Day 1: Vibrant Clarke Quay

On a young summer evening in July, we alighted in the city-state of Singapore and checked into a room 14sq. metres (just!) in size, at the Porcelain Hotel, Chinatown.


Tip: clean, cozy rooms suitable for travellers.

We strutted through this cosmopolitan’s centre, a few blocks away from the hotel, to an area popularly known as Clarke Quay.


It was all razzle dazzle! Street performers near restaurants lining the avenue, risk-taking bungee jumpers, scenic ferry cruises, multicuisine riverfront dining, a procession of energetic club-goers, and in all, by the looks of it, a typical Friday night.

All we did was settle into a cafe and watch this extravagant display.

Day 2: Touring Sentosa Island

‘fore noon our backpacks were ready and we steered in the direction of Sentosa, the island-resort that was oh, so full of surprises! We were also almost in time for SG50, the golden jubilee celebration of Singapore’s independence.
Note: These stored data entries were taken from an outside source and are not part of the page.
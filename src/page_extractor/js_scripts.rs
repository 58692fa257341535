//! JavaScript evaluation scripts
//!
//! This module contains the JavaScript code evaluated inside audited pages.
//! Every script returns plain JSON so results can be deserialized with serde.

/// Page data for one audited URL: headings, links, images, head metadata,
/// scripts and the body size used for the empty-page warning.
pub const EXTRACT_PAGE_DATA_SCRIPT: &str = r#"
    (() => {
        const headings = Array.from(document.querySelectorAll('h1, h2, h3, h4, h5, h6'))
            .map(el => ({
                tag: el.tagName.toLowerCase(),
                text: (el.textContent || '').trim(),
                level: parseInt(el.tagName.substring(1), 10)
            }));

        const links = Array.from(document.querySelectorAll('a[href]'))
            .map(a => a.href)
            .filter(href => href
                && !href.startsWith('javascript:')
                && !href.startsWith('mailto:')
                && !href.startsWith('tel:'));

        const images = Array.from(document.images)
            .filter(img => img.currentSrc || img.src)
            .map(img => ({
                src: img.currentSrc || img.src,
                alt: img.getAttribute('alt') || ''
            }));

        const meta = document.querySelector('meta[name="description"]');
        const verification = document.querySelector('meta[name="google-site-verification"]');

        const scriptTags = Array.from(document.scripts);

        return {
            title: document.title || '',
            metaDescription: meta ? meta.getAttribute('content') : null,
            headings,
            links,
            images,
            scripts: scriptTags.filter(s => s.src).map(s => s.src),
            inlineScripts: scriptTags
                .filter(s => !s.src && s.textContent)
                .map(s => s.textContent),
            searchConsoleMeta: verification ? verification.getAttribute('content') : null,
            htmlLength: document.body ? document.body.innerHTML.length : 0
        };
    })()
"#;

/// Site-wide scan for the global phase: scripts plus the serialized document
/// so consent-blocked and noscript tags can be pattern matched.
pub const GLOBAL_SCAN_SCRIPT: &str = r#"
    (() => {
        const verification = document.querySelector('meta[name="google-site-verification"]');
        const scriptTags = Array.from(document.scripts);
        return {
            scripts: scriptTags.filter(s => s.src).map(s => s.src),
            inlineScripts: scriptTags
                .filter(s => !s.src && s.textContent)
                .map(s => s.textContent),
            searchConsoleMeta: verification ? verification.getAttribute('content') : null,
            html: document.documentElement ? document.documentElement.outerHTML : ''
        };
    })()
"#;

/// Load state probe polled while waiting for network idle.
pub const LOAD_STATE_SCRIPT: &str = r"
    (() => ({
        readyState: document.readyState,
        resourceCount: performance.getEntriesByType('resource').length
    }))()
";

/// Bounded auto-scroll. Placeholders are replaced by [`auto_scroll_script`].
const AUTO_SCROLL_TEMPLATE: &str = r"
    (async () => {
        const distance = __DISTANCE__;
        const interval = __INTERVAL__;
        const maxIterations = __MAX_ITERATIONS__;
        let iterations = 0;
        let travelled = 0;
        await new Promise(resolve => {
            const timer = setInterval(() => {
                const scrollHeight = document.body ? document.body.scrollHeight : 0;
                window.scrollBy(0, distance);
                travelled += distance;
                iterations += 1;
                if (travelled >= scrollHeight || iterations >= maxIterations) {
                    clearInterval(timer);
                    resolve();
                }
            }, interval);
        });
        window.scrollTo(0, 0);
        return iterations;
    })()
";

/// Auto-scroll script with the given step, tick and iteration cap.
#[must_use]
pub fn auto_scroll_script(distance_px: u32, interval_ms: u64, max_iterations: u32) -> String {
    AUTO_SCROLL_TEMPLATE
        .replace("__DISTANCE__", &distance_px.to_string())
        .replace("__INTERVAL__", &interval_ms.to_string())
        .replace("__MAX_ITERATIONS__", &max_iterations.to_string())
}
We gamboled in the reflection of the afternoon sun to places of our interest - the S.E.A Aquarium displaying more than a hundred varieties of aquatic life, entertaining Luge and Sky rides, the thrilling parajumping arena and a feisty game of Combat-Skirmish in Fort Siloso.


Special mention to the spectacular exhibition of Wings of Time. The dazzling fireworks and the synchronization of lights and sounds sure left us electrified.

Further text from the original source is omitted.